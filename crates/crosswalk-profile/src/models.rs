//! Wire models for the profile store.

use chrono::{DateTime, Utc};
use serde::{Deserialize, Serialize};

/// One record from the profile store.
///
/// A nonzero `error_code` means the store answered but does not know the
/// identifier; that is a successful lookup of an orphan, not a transport
/// failure. Records are fetched fresh for each comparison and never cached
/// beyond one page's lifetime.
#[derive(Debug, Clone, Serialize, Deserialize)]
#[serde(rename_all = "camelCase")]
pub struct ProfileRecord {
    /// Primary key in the profile store; stored with or without dashes.
    #[serde(default)]
    pub external_id: String,

    /// 0 = found; nonzero codes mean not-found or an API-level error.
    #[serde(default)]
    pub error_code: i64,

    /// Human-readable error description when `error_code` is nonzero.
    #[serde(default)]
    pub error_message: Option<String>,

    #[serde(default)]
    pub email: Option<String>,

    #[serde(default)]
    pub first_name: Option<String>,

    #[serde(default)]
    pub last_name: Option<String>,

    #[serde(default)]
    pub is_active: Option<bool>,

    #[serde(default)]
    pub is_registered: Option<bool>,

    #[serde(default)]
    pub is_verified: Option<bool>,

    #[serde(default)]
    pub created_at: Option<DateTime<Utc>>,

    #[serde(default)]
    pub updated_at: Option<DateTime<Utc>>,

    #[serde(default)]
    pub last_login_at: Option<DateTime<Utc>>,
}

impl ProfileRecord {
    /// Whether the profile store reported this record as found.
    #[must_use]
    pub fn found(&self) -> bool {
        self.error_code == 0
    }

    /// Most recent activity timestamp, preferring update over login over
    /// creation. Used as the resume watermark.
    #[must_use]
    pub fn latest_activity(&self) -> Option<DateTime<Utc>> {
        self.updated_at.or(self.last_login_at).or(self.created_at)
    }
}

/// Search response envelope (batch lookup).
#[derive(Debug, Clone, Deserialize)]
#[serde(rename_all = "camelCase")]
pub(crate) struct ProfileSearchResponse {
    #[serde(default)]
    pub error_code: i64,

    #[serde(default)]
    pub error_message: Option<String>,

    #[serde(default)]
    pub results: Vec<ProfileRecord>,

    /// Continuation token; present when the search has more results.
    #[serde(default)]
    pub next_cursor_id: Option<String>,
}
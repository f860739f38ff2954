//! # Validation Engine
//!
//! Streaming cross-system data-integrity checking between the directory
//! service and the profile store.
//!
//! ## Overview
//!
//! The engine provides:
//! - Full-scan mode comparing every directory record against the profile store
//! - Randomized spot-check mode sampling a bounded subset per page
//! - Discrepancy classification into eight fixed mismatch kinds
//! - Incremental event streaming (progress, mismatch, checkpoint, complete, error)
//! - Checkpointed resume across interrupted runs
//! - A TTL-evicted store for downloadable CSV artifacts
//!
//! ## Architecture
//!
//! ```text
//! ┌────────────────────────────────────────────────────────────────────┐
//! │                        ValidationEngine                            │
//! ├────────────────────────────────────────────────────────────────────┤
//! │                                                                    │
//! │  ┌───────────────┐   page    ┌───────────────────────────────┐    │
//! │  │    Fetcher    │══════════►│           Comparer            │    │
//! │  │ (directory    │ channel   │  batch resolve → fallback →   │    │
//! │  │  pagination,  │ depth 1   │  compare → emit events        │    │
//! │  │  token refresh│           └───────────────┬───────────────┘    │
//! │  └───────────────┘                           │                    │
//! │                                              ▼                    │
//! │  ┌───────────────┐   ┌───────────────┐   ┌───────────────┐        │
//! │  │  Checkpoint   │   │  RunProgress  │   │  CSV Artifact │        │
//! │  │  (per page)   │   │   counters    │   │  (TTL store)  │        │
//! │  └───────────────┘   └───────────────┘   └───────────────┘        │
//! │                                                                    │
//! └────────────────────────────────────────────────────────────────────┘
//! ```
//!
//! The fetcher runs one page ahead of the comparer (the channel's depth
//! bounds the lookahead), so directory I/O overlaps with batch resolution
//! and comparison of the previous page.
//!
//! ## Usage
//!
//! ```ignore
//! use crosswalk_recon::{RunConfig, ValidationEngine, ValidationEvent};
//!
//! let engine = ValidationEngine::new(directory, profiles, artifacts, RunConfig::default());
//! let (tx, mut rx) = tokio::sync::mpsc::channel(64);
//! let cancel = Arc::new(AtomicBool::new(false));
//! tokio::spawn(engine.run(tx, cancel));
//!
//! while let Some(event) = rx.recv().await {
//!     match event {
//!         ValidationEvent::Mismatch(m) => println!("{}: {}", m.directory_record_id, m.mismatch_type),
//!         ValidationEvent::Complete(summary) => break,
//!         _ => {}
//!     }
//! }
//! ```

pub mod artifact;
pub mod checkpoint;
pub mod compare;
pub mod config;
pub mod engine;
pub mod error;
pub mod events;
pub mod progress;
pub mod report;
pub mod sample;

// Re-export main types
pub use artifact::{new_job_id, InMemoryArtifactStore, JobArtifact, JobArtifactStore};
pub use checkpoint::Checkpoint;
pub use compare::{compare, Finding, MismatchKind};
pub use config::{ResumePoint, RunConfig};
pub use engine::ValidationEngine;
pub use error::EngineError;
pub use events::{
    ErrorNotice, ProgressUpdate, RunSummary, ValidationEvent, ValidationMismatch,
};
pub use progress::{RecordOutcome, RunProgress};
pub use sample::{SpotCheckConfig, SpotCheckSampler};
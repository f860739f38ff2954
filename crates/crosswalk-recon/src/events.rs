//! Validation event union streamed to clients.
//!
//! One run pushes all of its output through a single channel of tagged
//! events; consumers pattern-match on the tag. The serialized form is
//! `{"type": ..., "data": ...}`.

use crate::checkpoint::Checkpoint;
use crate::compare::MismatchKind;
use crate::progress::RunProgress;
use chrono::{DateTime, Utc};
use serde::{Deserialize, Serialize};

/// One classified discrepancy, as streamed and as written to the CSV
/// artifact. Append-only: mismatches are never revised within a run.
#[derive(Debug, Clone, Serialize, Deserialize)]
#[serde(rename_all = "camelCase")]
pub struct ValidationMismatch {
    /// Monotonic id, unique within the run (`m-<n>`).
    pub id: String,

    /// Directory identifier of the affected record.
    pub directory_record_id: String,

    /// Directory-side contact address, for triage.
    pub email: String,

    /// Profile-store identifier involved (empty for missing-id findings).
    pub external_id: String,

    /// Which rule fired.
    pub mismatch_type: MismatchKind,

    /// Directory-side value involved in the comparison.
    pub source_value: String,

    /// Profile-side value involved in the comparison.
    pub target_value: String,

    /// When the mismatch was classified.
    pub timestamp: DateTime<Utc>,

    /// Human-readable explanation.
    pub details: String,
}

/// Progress payload; the optional message rides along on the first emit.
#[derive(Debug, Clone, Serialize, Deserialize)]
pub struct ProgressUpdate {
    #[serde(flatten)]
    pub progress: RunProgress,

    #[serde(default, skip_serializing_if = "Option::is_none")]
    pub message: Option<String>,
}

/// Final summary carried by the `complete` event.
#[derive(Debug, Clone, Serialize, Deserialize)]
#[serde(rename_all = "camelCase")]
pub struct RunSummary {
    /// Key for downloading the CSV artifact.
    pub job_id: String,

    /// Final counter values.
    pub summary: RunProgress,

    /// Ids picked this run; present only in spot-check mode.
    #[serde(default, skip_serializing_if = "Option::is_none")]
    pub sampled_user_ids: Option<Vec<String>>,
}

/// Error notice: terminal failure or cooperative abort.
#[derive(Debug, Clone, Serialize, Deserialize)]
pub struct ErrorNotice {
    pub message: String,

    #[serde(default, skip_serializing_if = "Option::is_none")]
    pub details: Option<String>,
}

/// Tagged event union pushed over the run's event channel.
#[derive(Debug, Clone, Serialize, Deserialize)]
#[serde(tag = "type", content = "data", rename_all = "snake_case")]
pub enum ValidationEvent {
    /// Counter update, once per processed page.
    Progress(ProgressUpdate),
    /// One classified discrepancy.
    Mismatch(ValidationMismatch),
    /// Resumption state, once per page while more pages remain.
    Checkpoint(Checkpoint),
    /// The run finished; the artifact is downloadable under `job_id`.
    Complete(RunSummary),
    /// Terminal failure or abort notice.
    Error(ErrorNotice),
}

#[cfg(test)]
mod tests {
    use super::*;

    #[test]
    fn test_event_serializes_with_tag_and_data() {
        let event = ValidationEvent::Error(ErrorNotice {
            message: "Validation aborted by user".to_string(),
            details: None,
        });
        let json = serde_json::to_value(&event).unwrap();
        assert_eq!(json["type"], "error");
        assert_eq!(json["data"]["message"], "Validation aborted by user");
        assert!(json["data"].get("details").is_none());
    }

    #[test]
    fn test_mismatch_event_wire_shape() {
        let event = ValidationEvent::Mismatch(ValidationMismatch {
            id: "m-7".to_string(),
            directory_record_id: "01234567-89ab-cdef-0123-456789abcdef".to_string(),
            email: "ada@example.com".to_string(),
            external_id: "0123456789abcdef0123456789abcdef".to_string(),
            mismatch_type: MismatchKind::EmailMismatch,
            source_value: "userName: ada@example.com, email: ".to_string(),
            target_value: "other@example.com".to_string(),
            timestamp: Utc::now(),
            details: "Directory email fields do not match".to_string(),
        });

        let json = serde_json::to_value(&event).unwrap();
        assert_eq!(json["type"], "mismatch");
        assert_eq!(json["data"]["mismatchType"], "email_mismatch");
        assert_eq!(json["data"]["directoryRecordId"], "01234567-89ab-cdef-0123-456789abcdef");
        assert_eq!(json["data"]["id"], "m-7");
    }

    #[test]
    fn test_progress_event_flattens_counters() {
        let event = ValidationEvent::Progress(ProgressUpdate {
            progress: RunProgress::new(),
            message: Some("Starting validation...".to_string()),
        });
        let json = serde_json::to_value(&event).unwrap();
        assert_eq!(json["type"], "progress");
        assert_eq!(json["data"]["totalProcessed"], 0);
        assert_eq!(json["data"]["message"], "Starting validation...");
    }

    #[test]
    fn test_complete_event_omits_sample_ids_in_full_mode() {
        let event = ValidationEvent::Complete(RunSummary {
            job_id: "recon-1-abc123".to_string(),
            summary: RunProgress::new(),
            sampled_user_ids: None,
        });
        let json = serde_json::to_value(&event).unwrap();
        assert_eq!(json["type"], "complete");
        assert!(json["data"].get("sampledUserIds").is_none());
        assert_eq!(json["data"]["jobId"], "recon-1-abc123");
    }
}
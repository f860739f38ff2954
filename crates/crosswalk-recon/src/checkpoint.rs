//! Checkpointing for resumable validation runs.
//!
//! A checkpoint is emitted after every processed page and supersedes the
//! previous one. Clients hold on to the latest checkpoint and hand it back
//! to resume an interrupted run from its cursor.

use crate::progress::RunProgress;
use chrono::{DateTime, Utc};
use serde::{Deserialize, Serialize};

/// Resumption state for one run.
///
/// The cursor always originates from the immediately preceding directory
/// page fetch. When a cursor has expired by the time a resume is attempted,
/// `last_processed_date` serves as a heuristic lower bound for a fresh,
/// date-filtered run instead.
#[derive(Debug, Clone, Serialize, Deserialize)]
#[serde(rename_all = "camelCase")]
pub struct Checkpoint {
    /// Opaque pagination cursor pointing at the next unprocessed page.
    pub cursor: String,

    /// Counter snapshot at the time the checkpoint was taken.
    pub progress: RunProgress,

    /// Most recent profile activity timestamp seen during the run.
    #[serde(skip_serializing_if = "Option::is_none")]
    pub last_processed_date: Option<DateTime<Utc>>,

    /// When the checkpoint was taken.
    pub timestamp: DateTime<Utc>,
}

impl Checkpoint {
    /// Create a checkpoint for the current page boundary.
    #[must_use]
    pub fn new(
        cursor: String,
        progress: RunProgress,
        last_processed_date: Option<DateTime<Utc>>,
    ) -> Self {
        Self {
            cursor,
            progress,
            last_processed_date,
            timestamp: Utc::now(),
        }
    }
}
//! Validation run configuration.

use crate::progress::RunProgress;
use crate::sample::SpotCheckConfig;
use chrono::{DateTime, Utc};
use crosswalk_core::RetryPolicy;
use std::time::Duration;

/// Lower bound for the individual-lookup concurrency limit.
pub const MIN_CONCURRENCY: usize = 5;

/// Upper bound for the individual-lookup concurrency limit.
pub const MAX_CONCURRENCY: usize = 100;

/// Default individual-lookup concurrency.
pub const DEFAULT_CONCURRENCY: usize = 30;

/// Default directory page size.
pub const DEFAULT_PAGE_SIZE: u32 = 100;

/// Checkpointed state handed back by a client to continue an interrupted
/// run. The engine seeds its counters from `progress` and pages from
/// `cursor`; a fresh artifact is always created.
#[derive(Debug, Clone)]
pub struct ResumePoint {
    /// Cursor from the run's last emitted checkpoint.
    pub cursor: String,
    /// Counter snapshot from the same checkpoint.
    pub progress: RunProgress,
    /// Activity watermark from the same checkpoint.
    pub last_processed_date: Option<DateTime<Utc>>,
}

/// One validation run's parameters.
#[derive(Debug, Clone)]
pub struct RunConfig {
    /// Bounded parallelism for individual fallback lookups (clamped to
    /// 5–100 at run time).
    pub concurrency: usize,

    /// Directory page size.
    pub page_size: u32,

    /// Optional hard cap on processed records.
    pub max_records: Option<u64>,

    /// Lower bound for the directory query filter. The fresh-run fallback
    /// when a checkpoint cursor has expired: filter on the last processed
    /// date instead of resuming.
    pub start_date: Option<DateTime<Utc>>,

    /// Continue from a previously emitted checkpoint.
    pub resume: Option<ResumePoint>,

    /// Randomized spot-check mode instead of a full scan.
    pub spot_check: Option<SpotCheckConfig>,

    /// Retry policy for directory page fetches.
    pub search_retry: RetryPolicy,

    /// Retry policy for individual profile fallback lookups.
    pub fallback_retry: RetryPolicy,
}

impl Default for RunConfig {
    fn default() -> Self {
        Self {
            concurrency: DEFAULT_CONCURRENCY,
            page_size: DEFAULT_PAGE_SIZE,
            max_records: None,
            start_date: None,
            resume: None,
            spot_check: None,
            search_retry: RetryPolicy::new(3, Duration::from_secs(2)),
            fallback_retry: RetryPolicy::new(2, Duration::from_secs(1)),
        }
    }
}

impl RunConfig {
    /// Concurrency clamped into the supported range.
    #[must_use]
    pub fn effective_concurrency(&self) -> usize {
        self.concurrency.clamp(MIN_CONCURRENCY, MAX_CONCURRENCY)
    }

    /// Directory query filter for this run.
    #[must_use]
    pub fn query_filter(&self) -> String {
        match self.start_date {
            Some(date) => format!("updatedAt ge \"{}\"", date.to_rfc3339()),
            None => "true".to_string(),
        }
    }
}
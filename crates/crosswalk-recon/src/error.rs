//! Engine error taxonomy.
//!
//! Only failures that terminate a run live here. Lookup failures never do:
//! a failed batch chunk falls through to the individual fallback, and an
//! exhausted individual fallback leaves that one record's profile absent
//! (classified as a `lookup_failed` mismatch) without aborting the run.

use thiserror::Error;

/// Terminal failures the validation engine can hit while a run is active.
#[derive(Debug, Error)]
pub enum EngineError {
    /// Token issuance or refresh failed, after retries.
    #[error("Directory authentication failed: {0}")]
    Auth(#[source] crosswalk_directory::DirectoryError),

    /// A directory page fetch failed after exhausting retries.
    #[error("Directory search failed: {0}")]
    Search(#[source] crosswalk_directory::DirectoryError),

    /// The run was cancelled cooperatively.
    #[error("Validation aborted by user")]
    Aborted,
}
//! Run progress counters.

use chrono::{DateTime, Utc};
use serde::{Deserialize, Serialize};

/// Which bucket one processed record landed in.
///
/// Every processed record lands in exactly one bucket: a record that
/// produced several mismatch events still counts once, and a record whose
/// lookup failed counts only as an error even when it also produced a
/// `missing_external_id` finding.
#[derive(Debug, Clone, Copy, PartialEq, Eq)]
pub enum RecordOutcome {
    /// Zero findings.
    Match,
    /// At least one mismatch finding.
    Mismatched,
    /// The profile lookup never returned.
    LookupError,
}

/// Mutable counters scoped to one validation run.
///
/// `mismatches` counts mismatch *events*; a single record can contribute
/// several. The record-level partition is:
/// `total_processed == matches + (records with ≥1 mismatch) + errors`.
#[derive(Debug, Clone, Serialize, Deserialize)]
#[serde(rename_all = "camelCase")]
pub struct RunProgress {
    /// Records processed so far.
    pub total_processed: u64,

    /// Records with zero findings.
    pub matches: u64,

    /// Mismatch events emitted.
    pub mismatches: u64,

    /// Records whose profile lookup failed outright.
    pub errors: u64,

    /// Whether the run is still active.
    pub is_running: bool,

    /// When the run (or the original run, if resumed) started.
    pub start_time: DateTime<Utc>,

    /// When the counters were last updated.
    pub last_update_time: DateTime<Utc>,

    /// Records per second since the run started.
    pub rate: u64,
}

impl RunProgress {
    /// Fresh counters for a new run.
    #[must_use]
    pub fn new() -> Self {
        let now = Utc::now();
        Self {
            total_processed: 0,
            matches: 0,
            mismatches: 0,
            errors: 0,
            is_running: true,
            start_time: now,
            last_update_time: now,
            rate: 0,
        }
    }

    /// Seed counters from a checkpointed snapshot, keeping its start time
    /// so the rate stays meaningful across the resumed run.
    #[must_use]
    pub fn resumed(snapshot: &RunProgress) -> Self {
        Self {
            is_running: true,
            last_update_time: Utc::now(),
            rate: 0,
            ..snapshot.clone()
        }
    }

    /// Count one processed record into exactly one bucket.
    pub fn record(&mut self, outcome: RecordOutcome) {
        self.total_processed += 1;
        match outcome {
            RecordOutcome::Match => self.matches += 1,
            RecordOutcome::Mismatched => {}
            RecordOutcome::LookupError => self.errors += 1,
        }
    }

    /// Count one emitted mismatch event.
    pub fn count_mismatch_event(&mut self) {
        self.mismatches += 1;
    }

    /// Recompute the derived rate and bump the update timestamp.
    pub fn touch(&mut self) {
        let now = Utc::now();
        let elapsed_secs = (now - self.start_time).num_milliseconds().max(1) as f64 / 1000.0;
        self.rate = (self.total_processed as f64 / elapsed_secs).round() as u64;
        self.last_update_time = now;
    }
}

impl Default for RunProgress {
    fn default() -> Self {
        Self::new()
    }
}

#[cfg(test)]
mod tests {
    use super::*;

    #[test]
    fn test_record_partitions_without_overlap() {
        let mut progress = RunProgress::new();
        let outcomes = [
            RecordOutcome::Match,
            RecordOutcome::Match,
            RecordOutcome::Mismatched,
            RecordOutcome::LookupError,
            RecordOutcome::Mismatched,
        ];
        let mut mismatched_records = 0u64;
        for outcome in outcomes {
            progress.record(outcome);
            if outcome == RecordOutcome::Mismatched {
                mismatched_records += 1;
            }
        }

        assert_eq!(progress.total_processed, 5);
        assert_eq!(progress.matches, 2);
        assert_eq!(progress.errors, 1);
        assert_eq!(
            progress.total_processed,
            progress.matches + mismatched_records + progress.errors
        );
    }

    #[test]
    fn test_mismatch_events_can_exceed_mismatched_records() {
        let mut progress = RunProgress::new();
        // One record with three findings.
        progress.count_mismatch_event();
        progress.count_mismatch_event();
        progress.count_mismatch_event();
        progress.record(RecordOutcome::Mismatched);

        assert_eq!(progress.total_processed, 1);
        assert_eq!(progress.mismatches, 3);
        assert_eq!(progress.matches, 0);
    }

    #[test]
    fn test_resumed_keeps_counters_and_start_time() {
        let mut original = RunProgress::new();
        original.record(RecordOutcome::Match);
        original.record(RecordOutcome::LookupError);
        original.is_running = false;

        let resumed = RunProgress::resumed(&original);
        assert_eq!(resumed.total_processed, 2);
        assert_eq!(resumed.matches, 1);
        assert_eq!(resumed.errors, 1);
        assert_eq!(resumed.start_time, original.start_time);
        assert!(resumed.is_running);
    }

    #[test]
    fn test_serde_camel_case() {
        let progress = RunProgress::new();
        let json = serde_json::to_value(&progress).unwrap();
        assert!(json.get("totalProcessed").is_some());
        assert!(json.get("isRunning").is_some());
        assert!(json.get("lastUpdateTime").is_some());
    }
}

* Required work:
Please go line by line through the records above, copying each one that holds the string "snapshot".

* Expected answer:
    /// Counter snapshot at the time the checkpoint was taken.
    /// Counter snapshot from the same checkpoint.
    /// Seed counters from a checkpointed snapshot, keeping its start time
    pub fn resumed(snapshot: &RunProgress) -> Self {
            ..snapshot.clone()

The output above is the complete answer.